## TASK STATEMENT
Give back an exact copy of the lines below, from the first through the line with "is ever dispatched)"; please stop there.

Items from a data source
____
//! Step: a named pipeline node owning one transformer.
//!
//! A step names its upstream data sources — other steps by name, and raw
//! input bundles supplied by the caller — and carries the two flags the
//! execution policy reads: `trainable` (whether `fit` is ever dispatched)
//! and `cache` (whether fitted state is persisted and reused).

use crate::transformer::Transformer;

/// A named node in a pipeline graph.
///
/// Built fluently and handed to [`PipelineBuilder::step`]:
///
/// ```rust,ignore
/// let step = Step::new("scale", Box::new(StandardScaler::new()))
///     .input_step("impute")
///     .trainable(true);
/// ```
///
/// A step refers to its upstream steps by name only; the pipeline resolves
/// the references and owns every node. Step names must be unique within a
/// pipeline and the input references must form an acyclic graph — both are
/// checked when the pipeline is built.
///
/// [`PipelineBuilder::step`]: crate::pipeline::PipelineBuilder::step
pub struct Step {
    pub(crate) name: String,
    pub(crate) transformer: Box<dyn Transformer>,
    pub(crate) input_steps: Vec<String>,
    pub(crate) input_data: Vec<String>,
    pub(crate) trainable: bool,
    pub(crate) cache: bool,
}

impl Step {
    /// Create a step wrapping a transformer. Not trainable by default;
    /// caching defaults to enabled (it only matters for trainable steps).
    pub fn new(name: impl Into<String>, transformer: Box<dyn Transformer>) -> Self {
        Self {
            name: name.into(),
            transformer,
            input_steps: Vec::new(),
            input_data: Vec::new(),
            trainable: false,
            cache: true,
        }
    }

    /// Add an upstream step (by name) whose output feeds this step.
    pub fn input_step(mut self, name: impl Into<String>) -> Self {
        self.input_steps.push(name.into());
        self
    }

    /// Add a raw input bundle (by logical name) consumed directly,
    /// bypassing upstream steps.
    pub fn input_data(mut self, name: impl Into<String>) -> Self {
        self.input_data.push(name.into());
        self
    }

    /// Mark the step trainable: `fit` is dispatched and fitted state is
    /// cached. Non-trainable steps only ever `transform`.
    pub fn trainable(mut self, trainable: bool) -> Self {
        self.trainable = trainable;
        self
    }

    /// Enable or disable caching for this step. With caching disabled the
    /// step re-fits on every `fit_transform` and never persists.
    pub fn cache(mut self, cache: bool) -> Self {
        self.cache = cache;
        self
    }

    /// The step's unique name.
    pub fn name(&self) -> &str {
        &self.name
    }

    /// Names of upstream steps, in declaration order.
    pub fn input_steps(&self) -> &[String] {
        &self.input_steps
    }

    /// Names of raw input bundles consumed directly.
    pub fn input_data_keys(&self) -> &[String] {
        &self.input_data
    }

    /// Whether `fit` is ever dispatched to this step.
    pub fn is_trainable(&self) -> bool {
        self.trainable
    }

    /// Whether fitted state is persisted and reused.
    pub fn cache_enabled(&self) -> bool {
        self.cache
    }
}

impl std::fmt::Debug for Step {
    fn fmt(&self, f: &mut std::fmt::Formatter<'_>) -> std::fmt::Result {
        f.debug_struct("Step")
            .field("name", &self.name)
            .field("input_steps", &self.input_steps)
            .field("input_data", &self.input_data)
            .field("trainable", &self.trainable)
            .field("cache", &self.cache)
            .finish_non_exhaustive()
    }
}
//! Dictionary-shaped data interchange between steps.
//!
//! Steps exchange data as [`DataBundle`]s: maps from string keys to tagged
//! [`Value`]s. Keys are the inter-step contract; nothing beyond key
//! existence is enforced at this layer. Callers supply [`RawInputs`], a map
//! from a logical input name to a bundle, e.g. the classic
//! `{"input": {"X": <frame>, "y": <column>}}` shape.

use polars::prelude::*;
use std::collections::HashMap;

use crate::error::{PipelineError, Result};

/// A single value flowing between steps.
///
/// The variant set covers the payloads transformers actually exchange:
/// tables, columns, plain float vectors, scalars, text and free-form JSON.
#[derive(Debug, Clone)]
pub enum Value {
    /// A polars DataFrame (a table).
    Frame(DataFrame),
    /// A single polars Series (a column).
    Column(Series),
    /// A plain vector of floats.
    Floats(Vec<f64>),
    /// A single float.
    Scalar(f64),
    /// A text value.
    Text(String),
    /// Free-form JSON, for metadata-shaped payloads.
    Json(serde_json::Value),
}

impl Value {
    /// The variant name, used in error messages.
    pub fn kind(&self) -> &'static str {
        match self {
            Self::Frame(_) => "frame",
            Self::Column(_) => "column",
            Self::Floats(_) => "floats",
            Self::Scalar(_) => "scalar",
            Self::Text(_) => "text",
            Self::Json(_) => "json",
        }
    }

    /// Borrow the value as a DataFrame, if it is one.
    pub fn as_frame(&self) -> Option<&DataFrame> {
        match self {
            Self::Frame(df) => Some(df),
            _ => None,
        }
    }

    /// Borrow the value as a Series, if it is one.
    pub fn as_column(&self) -> Option<&Series> {
        match self {
            Self::Column(s) => Some(s),
            _ => None,
        }
    }

    /// Borrow the value as a float vector, if it is one.
    pub fn as_floats(&self) -> Option<&[f64]> {
        match self {
            Self::Floats(v) => Some(v),
            _ => None,
        }
    }

    /// Get the value as a scalar, if it is one.
    pub fn as_scalar(&self) -> Option<f64> {
        match self {
            Self::Scalar(v) => Some(*v),
            _ => None,
        }
    }

    /// Borrow the value as text, if it is one.
    pub fn as_text(&self) -> Option<&str> {
        match self {
            Self::Text(s) => Some(s),
            _ => None,
        }
    }
}

impl From<DataFrame> for Value {
    fn from(df: DataFrame) -> Self {
        Self::Frame(df)
    }
}

impl From<Series> for Value {
    fn from(s: Series) -> Self {
        Self::Column(s)
    }
}

impl From<Vec<f64>> for Value {
    fn from(v: Vec<f64>) -> Self {
        Self::Floats(v)
    }
}

impl From<f64> for Value {
    fn from(v: f64) -> Self {
        Self::Scalar(v)
    }
}

/// A keyed collection of [`Value`]s — the unit of data exchanged between
/// steps and supplied by callers.
#[derive(Debug, Clone, Default)]
pub struct DataBundle {
    values: HashMap<String, Value>,
}

impl DataBundle {
    /// Create an empty bundle.
    pub fn new() -> Self {
        Self::default()
    }

    /// Builder-style insert, for literal bundle construction.
    ///
    /// ```rust,ignore
    /// let bundle = DataBundle::new()
    ///     .with("X", df)
    ///     .with("y", labels);
    /// ```
    pub fn with(mut self, key: impl Into<String>, value: impl Into<Value>) -> Self {
        self.values.insert(key.into(), value.into());
        self
    }

    /// Insert a value, replacing any existing value under the same key.
    pub fn insert(&mut self, key: impl Into<String>, value: impl Into<Value>) {
        self.values.insert(key.into(), value.into());
    }

    /// Get a value by key.
    pub fn get(&self, key: &str) -> Option<&Value> {
        self.values.get(key)
    }

    /// Get a value by key, failing with [`PipelineError::KeyNotFound`].
    pub fn expect(&self, key: &str) -> Result<&Value> {
        self.values
            .get(key)
            .ok_or_else(|| PipelineError::KeyNotFound(key.to_string()))
    }

    /// Get a DataFrame by key, failing on absence or wrong variant.
    pub fn frame(&self, key: &str) -> Result<&DataFrame> {
        let value = self.expect(key)?;
        value.as_frame().ok_or_else(|| PipelineError::WrongValueType {
            key: key.to_string(),
            expected: "frame",
            actual: value.kind(),
        })
    }

    /// Get a Series by key, failing on absence or wrong variant.
    pub fn column(&self, key: &str) -> Result<&Series> {
        let value = self.expect(key)?;
        value.as_column().ok_or_else(|| PipelineError::WrongValueType {
            key: key.to_string(),
            expected: "column",
            actual: value.kind(),
        })
    }

    /// Get a float vector by key, failing on absence or wrong variant.
    pub fn floats(&self, key: &str) -> Result<&[f64]> {
        let value = self.expect(key)?;
        value.as_floats().ok_or_else(|| PipelineError::WrongValueType {
            key: key.to_string(),
            expected: "floats",
            actual: value.kind(),
        })
    }

    /// Get a scalar by key, failing on absence or wrong variant.
    pub fn scalar(&self, key: &str) -> Result<f64> {
        let value = self.expect(key)?;
        value.as_scalar().ok_or_else(|| PipelineError::WrongValueType {
            key: key.to_string(),
            expected: "scalar",
            actual: value.kind(),
        })
    }

    /// Whether a key is present.
    pub fn contains_key(&self, key: &str) -> bool {
        self.values.contains_key(key)
    }

    /// Iterate over keys.
    pub fn keys(&self) -> impl Iterator<Item = &str> {
        self.values.keys().map(String::as_str)
    }

    /// Number of values in the bundle.
    pub fn len(&self) -> usize {
        self.values.len()
    }

    /// Whether the bundle is empty.
    pub fn is_empty(&self) -> bool {
        self.values.is_empty()
    }

    /// Copy every entry of `other` into this bundle.
    ///
    /// Entries of `other` win on key collision; resolution merges raw
    /// inputs first and upstream outputs second, so upstream data shadows
    /// a raw value under the same key.
    pub fn merge(&mut self, other: &DataBundle) {
        for (key, value) in &other.values {
            self.values.insert(key.clone(), value.clone());
        }
    }
}

/// Caller-supplied raw inputs: a mapping from a logical input name to a
/// bundle of named values.
pub type RawInputs = HashMap<String, DataBundle>;

/// Convenience constructor for the common single-bundle case.
pub fn raw_inputs(name: impl Into<String>, bundle: DataBundle) -> RawInputs {
    let mut raw = RawInputs::new();
    raw.insert(name.into(), bundle);
    raw
}
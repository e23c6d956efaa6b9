//! Configuration types for the pipeline.
//!
//! This module provides configuration options using the builder pattern
//! for flexible and ergonomic pipeline setup. The experiment directory is
//! an explicit configuration value threaded through pipeline construction —
//! there is no process-wide global — so independent pipelines with
//! different roots coexist safely in one process.

use serde::{Deserialize, Serialize};
use std::path::PathBuf;

/// Configuration for a pipeline instance.
///
/// Use [`PipelineConfig::builder()`] to create a new configuration with a
/// fluent API.
///
/// # Example
///
/// ```rust,ignore
/// use trellis_pipeline::PipelineConfig;
///
/// let config = PipelineConfig::builder()
///     .experiment_dir("runs/titanic")
///     .cache(true)
///     .build()?;
/// ```
#[derive(Debug, Clone, Serialize, Deserialize)]
pub struct PipelineConfig {
    /// Directory under which every trainable step persists its fitted
    /// state (one subdirectory per step). Created lazily on first persist;
    /// never cleared by the framework.
    /// Default: "experiments"
    pub experiment_dir: PathBuf,

    /// Whether fitted state is cached to and reused from the experiment
    /// directory. When false, every `fit_transform` re-fits and nothing is
    /// persisted. Individual steps can additionally opt out.
    /// Default: true
    pub cache: bool,
}

impl Default for PipelineConfig {
    fn default() -> Self {
        Self {
            experiment_dir: PathBuf::from("experiments"),
            cache: true,
        }
    }
}

impl PipelineConfig {
    /// Create a new configuration builder.
    pub fn builder() -> PipelineConfigBuilder {
        PipelineConfigBuilder::default()
    }

    /// Validate the configuration and return errors if invalid.
    pub fn validate(&self) -> Result<(), ConfigValidationError> {
        if self.experiment_dir.as_os_str().is_empty() {
            return Err(ConfigValidationError::EmptyExperimentDir);
        }
        Ok(())
    }
}

/// Errors that can occur during configuration validation.
#[derive(Debug, thiserror::Error)]
pub enum ConfigValidationError {
    #[error("Experiment directory path must not be empty")]
    EmptyExperimentDir,
}

/// Builder for [`PipelineConfig`] with fluent API.
#[derive(Debug, Default)]
pub struct PipelineConfigBuilder {
    experiment_dir: Option<PathBuf>,
    cache: Option<bool>,
}

impl PipelineConfigBuilder {
    /// Set the experiment directory shared by all steps of the pipeline.
    ///
    /// Concurrent pipeline runs must use disjoint experiment directories;
    /// no locking is performed on the shared root.
    pub fn experiment_dir(mut self, path: impl Into<PathBuf>) -> Self {
        self.experiment_dir = Some(path.into());
        self
    }

    /// Enable or disable disk-backed caching of fitted state.
    pub fn cache(mut self, cache: bool) -> Self {
        self.cache = Some(cache);
        self
    }

    /// Build the configuration.
    ///
    /// Returns a validated `PipelineConfig` or an error if validation fails.
    pub fn build(self) -> Result<PipelineConfig, ConfigValidationError> {
        let config = PipelineConfig {
            experiment_dir: self
                .experiment_dir
                .unwrap_or_else(|| PathBuf::from("experiments")),
            cache: self.cache.unwrap_or(true),
        };

        config.validate()?;
        Ok(config)
    }
}

#[cfg(test)]
mod tests {
    use super::*;

    #[test]
    fn test_default_config() {
        let config = PipelineConfig::default();
        assert_eq!(config.experiment_dir, PathBuf::from("experiments"));
        assert!(config.cache);
    }

    #[test]
    fn test_builder_defaults() {
        let config = PipelineConfig::builder().build().unwrap();
        assert_eq!(config.experiment_dir, PathBuf::from("experiments"));
        assert!(config.cache);
    }

    #[test]
    fn test_builder_custom_values() {
        let config = PipelineConfig::builder()
            .experiment_dir("runs/exp1")
            .cache(false)
            .build()
            .unwrap();

        assert_eq!(config.experiment_dir, PathBuf::from("runs/exp1"));
        assert!(!config.cache);
    }

    #[test]
    fn test_validation_empty_experiment_dir() {
        let result = PipelineConfig::builder().experiment_dir("").build();

        assert!(result.is_err());
        assert!(matches!(
            result.unwrap_err(),
            ConfigValidationError::EmptyExperimentDir
        ));
    }

    #[test]
    fn test_config_serialization() {
        let config = PipelineConfig::builder()
            .experiment_dir("runs/exp2")
            .build()
            .unwrap();
        let json = serde_json::to_string(&config).unwrap();
        let deserialized: PipelineConfig = serde_json::from_str(&json).unwrap();

        assert_eq!(config.experiment_dir, deserialized.experiment_dir);
        assert_eq!(config.cache, deserialized.cache);
    }
}
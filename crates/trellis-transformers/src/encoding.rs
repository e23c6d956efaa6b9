//! Categorical encoding.
//!
//! [`LabelEncoder`] learns the distinct labels of the `y` column and maps
//! them to dense integer codes, with a stable (sorted) ordering so the
//! same data always produces the same codes.

use polars::prelude::*;
use serde::{Deserialize, Serialize};
use std::collections::HashMap;
use std::path::Path;

use trellis_pipeline::{
    DataBundle, PipelineError, Result, Transformer, TransformerContract, read_json, write_json,
};

#[derive(Debug, Clone, Serialize, Deserialize, Default)]
struct EncoderState {
    /// Distinct labels in code order: `classes[code]` is the label.
    classes: Vec<String>,
}

const STATE_FILE: &str = "encoder.json";

/// Maps string labels in `y` to `u32` codes.
///
/// Labels unseen during `fit` are rejected — an encoder cannot invent a
/// code for them.
#[derive(Default)]
pub struct LabelEncoder {
    state: Option<EncoderState>,
}

impl LabelEncoder {
    pub fn new() -> Self {
        Self::default()
    }

    /// Distinct labels in code order, once fitted.
    pub fn classes(&self) -> Option<&[String]> {
        self.state.as_ref().map(|s| s.classes.as_slice())
    }

    /// The label behind a code, once fitted.
    pub fn decode(&self, code: u32) -> Option<&str> {
        self.state
            .as_ref()
            .and_then(|s| s.classes.get(code as usize))
            .map(String::as_str)
    }

    fn labels_of(series: &Series) -> Result<Vec<String>> {
        let str_series = series.cast(&DataType::String)?;
        let chunked = str_series.str()?;
        let mut labels = Vec::with_capacity(series.len());
        for (i, val) in chunked.into_iter().enumerate() {
            match val {
                Some(v) => labels.push(v.to_string()),
                None => {
                    return Err(PipelineError::InvalidData(format!(
                        "label column contains a null at row {i}"
                    )));
                }
            }
        }
        Ok(labels)
    }
}

impl Transformer for LabelEncoder {
    fn contract(&self) -> TransformerContract {
        TransformerContract::new(&["y"], &["y"])
    }

    fn fit(&mut self, inputs: &DataBundle) -> Result<()> {
        let labels = Self::labels_of(inputs.column("y")?)?;

        let mut classes: Vec<String> = labels;
        classes.sort();
        classes.dedup();

        self.state = Some(EncoderState { classes });
        Ok(())
    }

    fn transform(&self, inputs: &DataBundle) -> Result<DataBundle> {
        let state = self
            .state
            .as_ref()
            .ok_or_else(|| PipelineError::NotFitted("label_encoder".to_string()))?;

        let codes: HashMap<&str, u32> = state
            .classes
            .iter()
            .enumerate()
            .map(|(i, c)| (c.as_str(), i as u32))
            .collect();

        let labels = Self::labels_of(inputs.column("y")?)?;
        let mut encoded = Vec::with_capacity(labels.len());
        for label in &labels {
            match codes.get(label.as_str()) {
                Some(&code) => encoded.push(code),
                None => {
                    return Err(PipelineError::InvalidData(format!(
                        "label '{label}' was not seen during fit"
                    )));
                }
            }
        }

        Ok(DataBundle::new().with("y", Series::new("y".into(), encoded)))
    }

    fn persist(&self, location: &Path) -> Result<()> {
        let state = self
            .state
            .as_ref()
            .ok_or_else(|| PipelineError::NotFitted("label_encoder".to_string()))?;
        write_json(location, STATE_FILE, state)
    }

    fn load(&mut self, location: &Path) -> Result<()> {
        self.state = Some(read_json(location, STATE_FILE)?);
        Ok(())
    }
}
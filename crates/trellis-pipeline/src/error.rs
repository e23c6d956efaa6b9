//! Custom error types for the step-graph pipeline.
//!
//! This module provides a comprehensive error hierarchy using `thiserror`
//! for better error handling and context throughout the pipeline.
//!
//! Graph-shape problems (`DuplicateStepName`, `UnknownInputStep`,
//! `CycleDetected`) are raised at build time; data-shape problems
//! (`MissingInputKey`, `MissingRawInput`, `ContractViolation`) at the first
//! resolution that hits them. Nothing is retried; transformer failures
//! propagate unchanged to the top-level caller.

use std::path::PathBuf;
use thiserror::Error;

use crate::config::ConfigValidationError;

/// The main error type for pipeline operations.
#[derive(Error, Debug)]
pub enum PipelineError {
    /// Pipeline was cancelled by user.
    #[error("Pipeline cancelled")]
    Cancelled,

    /// A key was not found in a data bundle.
    #[error("Key '{0}' not found in data bundle")]
    KeyNotFound(String),

    /// A step's required input key is present in neither upstream outputs
    /// nor raw inputs.
    #[error("Step '{step}' requires input key '{key}' which is missing from resolved inputs")]
    MissingInputKey { step: String, key: String },

    /// A step references a raw input bundle that the caller did not supply.
    #[error("Step '{step}' references raw input '{name}' which was not supplied")]
    MissingRawInput { step: String, name: String },

    /// The step graph contains a cycle.
    #[error("Step graph contains a cycle: {path}")]
    CycleDetected { path: String },

    /// Two steps share the same name.
    #[error("Duplicate step name '{0}' in pipeline")]
    DuplicateStepName(String),

    /// A step lists an input step that does not exist in the pipeline.
    #[error("Step '{step}' lists unknown input step '{input}'")]
    UnknownInputStep { step: String, input: String },

    /// A step name was not found in the pipeline.
    #[error("Step '{0}' not found in pipeline")]
    UnknownStep(String),

    /// A transformer's output did not contain a declared output key.
    #[error("Step '{step}' violated its contract: declared output key '{key}' missing from transform result")]
    ContractViolation { step: String, key: String },

    /// A bundle value had a different variant than the caller expected.
    #[error("Value '{key}' has type {actual}, expected {expected}")]
    WrongValueType {
        key: String,
        expected: &'static str,
        actual: &'static str,
    },

    /// A transformer was asked to transform before being fit or loaded.
    #[error("Transformer '{0}' used before fit or load")]
    NotFitted(String),

    /// Invalid data provided for fitting or transforming.
    #[error("Invalid data: {0}")]
    InvalidData(String),

    /// Persist/load I/O failure at a cache location.
    #[error("Persistence error at '{}': {source}", path.display())]
    Persistence {
        path: PathBuf,
        #[source]
        source: std::io::Error,
    },

    /// Invalid configuration provided.
    #[error("Invalid configuration: {0}")]
    InvalidConfig(#[from] ConfigValidationError),

    /// Internal error (e.g., corrupted bookkeeping).
    #[error("Internal error: {0}")]
    Internal(String),

    /// IO error wrapper.
    #[error("IO error: {0}")]
    Io(#[from] std::io::Error),

    /// Polars error wrapper.
    #[error("Polars error: {0}")]
    Polars(#[from] polars::error::PolarsError),

    /// JSON serialization/deserialization error.
    #[error("JSON error: {0}")]
    Json(#[from] serde_json::Error),

    /// Generic error with context.
    #[error("{context}: {source}")]
    WithContext {
        context: String,
        #[source]
        source: Box<PipelineError>,
    },
}

impl PipelineError {
    /// Add context to an error.
    pub fn with_context(self, context: impl Into<String>) -> Self {
        PipelineError::WithContext {
            context: context.into(),
            source: Box::new(self),
        }
    }

    /// Get a stable error code for callers that match on failure classes.
    pub fn error_code(&self) -> &'static str {
        match self {
            Self::Cancelled => "CANCELLED",
            Self::KeyNotFound(_) => "KEY_NOT_FOUND",
            Self::MissingInputKey { .. } => "MISSING_INPUT_KEY",
            Self::MissingRawInput { .. } => "MISSING_RAW_INPUT",
            Self::CycleDetected { .. } => "CYCLE_DETECTED",
            Self::DuplicateStepName(_) => "DUPLICATE_STEP_NAME",
            Self::UnknownInputStep { .. } => "UNKNOWN_INPUT_STEP",
            Self::UnknownStep(_) => "UNKNOWN_STEP",
            Self::ContractViolation { .. } => "CONTRACT_VIOLATION",
            Self::WrongValueType { .. } => "WRONG_VALUE_TYPE",
            Self::NotFitted(_) => "NOT_FITTED",
            Self::InvalidData(_) => "INVALID_DATA",
            Self::Persistence { .. } => "PERSISTENCE_ERROR",
            Self::InvalidConfig(_) => "INVALID_CONFIG",
            Self::Internal(_) => "INTERNAL_ERROR",
            Self::Io(_) => "IO_ERROR",
            Self::Polars(_) => "POLARS_ERROR",
            Self::Json(_) => "JSON_ERROR",
            Self::WithContext { source, .. } => source.error_code(),
        }
    }

    /// Check if this error represents a cancellation.
    pub fn is_cancelled(&self) -> bool {
        matches!(self, Self::Cancelled)
    }

    /// Check if this error was raised during graph construction
    /// (as opposed to resolution or transformer execution).
    pub fn is_construction_error(&self) -> bool {
        matches!(
            self,
            Self::CycleDetected { .. }
                | Self::DuplicateStepName(_)
                | Self::UnknownInputStep { .. }
                | Self::InvalidConfig(_)
        )
    }
}

/// Result type alias for pipeline operations.
pub type Result<T> = std::result::Result<T, PipelineError>;

/// Extension trait for adding context to Results.
pub trait ResultExt<T> {
    /// Add context to an error result.
    fn context(self, context: impl Into<String>) -> Result<T>;
}

impl<T> ResultExt<T> for Result<T> {
    fn context(self, context: impl Into<String>) -> Result<T> {
        self.map_err(|e| e.with_context(context))
    }
}

impl<T> ResultExt<T> for std::result::Result<T, polars::error::PolarsError> {
    fn context(self, context: impl Into<String>) -> Result<T> {
        self.map_err(|e| PipelineError::Polars(e).with_context(context))
    }
}

#[cfg(test)]
mod tests {
    use super::*;

    #[test]
    fn test_error_code() {
        assert_eq!(PipelineError::Cancelled.error_code(), "CANCELLED");
        assert_eq!(
            PipelineError::MissingInputKey {
                step: "classify".to_string(),
                key: "y".to_string(),
            }
            .error_code(),
            "MISSING_INPUT_KEY"
        );
        assert_eq!(
            PipelineError::CycleDetected {
                path: "a -> b -> a".to_string(),
            }
            .error_code(),
            "CYCLE_DETECTED"
        );
    }

    #[test]
    fn test_is_cancelled() {
        assert!(PipelineError::Cancelled.is_cancelled());
        assert!(!PipelineError::KeyNotFound("X".to_string()).is_cancelled());
    }

    #[test]
    fn test_is_construction_error() {
        assert!(
            PipelineError::DuplicateStepName("scale".to_string()).is_construction_error()
        );
        assert!(
            PipelineError::CycleDetected {
                path: "a -> a".to_string(),
            }
            .is_construction_error()
        );
        assert!(
            !PipelineError::MissingInputKey {
                step: "scale".to_string(),
                key: "X".to_string(),
            }
            .is_construction_error()
        );
    }

    #[test]
    fn test_with_context() {
        let error = PipelineError::KeyNotFound("X".to_string())
            .with_context("While resolving step 'scale'");
        assert!(error.to_string().contains("While resolving step 'scale'"));
        assert_eq!(error.error_code(), "KEY_NOT_FOUND"); // Preserves original code
    }

    #[test]
    fn test_missing_key_message_names_key() {
        let error = PipelineError::MissingInputKey {
            step: "classify".to_string(),
            key: "y".to_string(),
        };
        assert!(error.to_string().contains("'y'"));
        assert!(error.to_string().contains("'classify'"));
    }
}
____
## ANSWER SECTION
//! Step: a named pipeline node owning one transformer.
//!
//! A step names its upstream data sources — other steps by name, and raw
//! input bundles supplied by the caller — and carries the two flags the
//! execution policy reads: `trainable` (whether `fit` is ever dispatched)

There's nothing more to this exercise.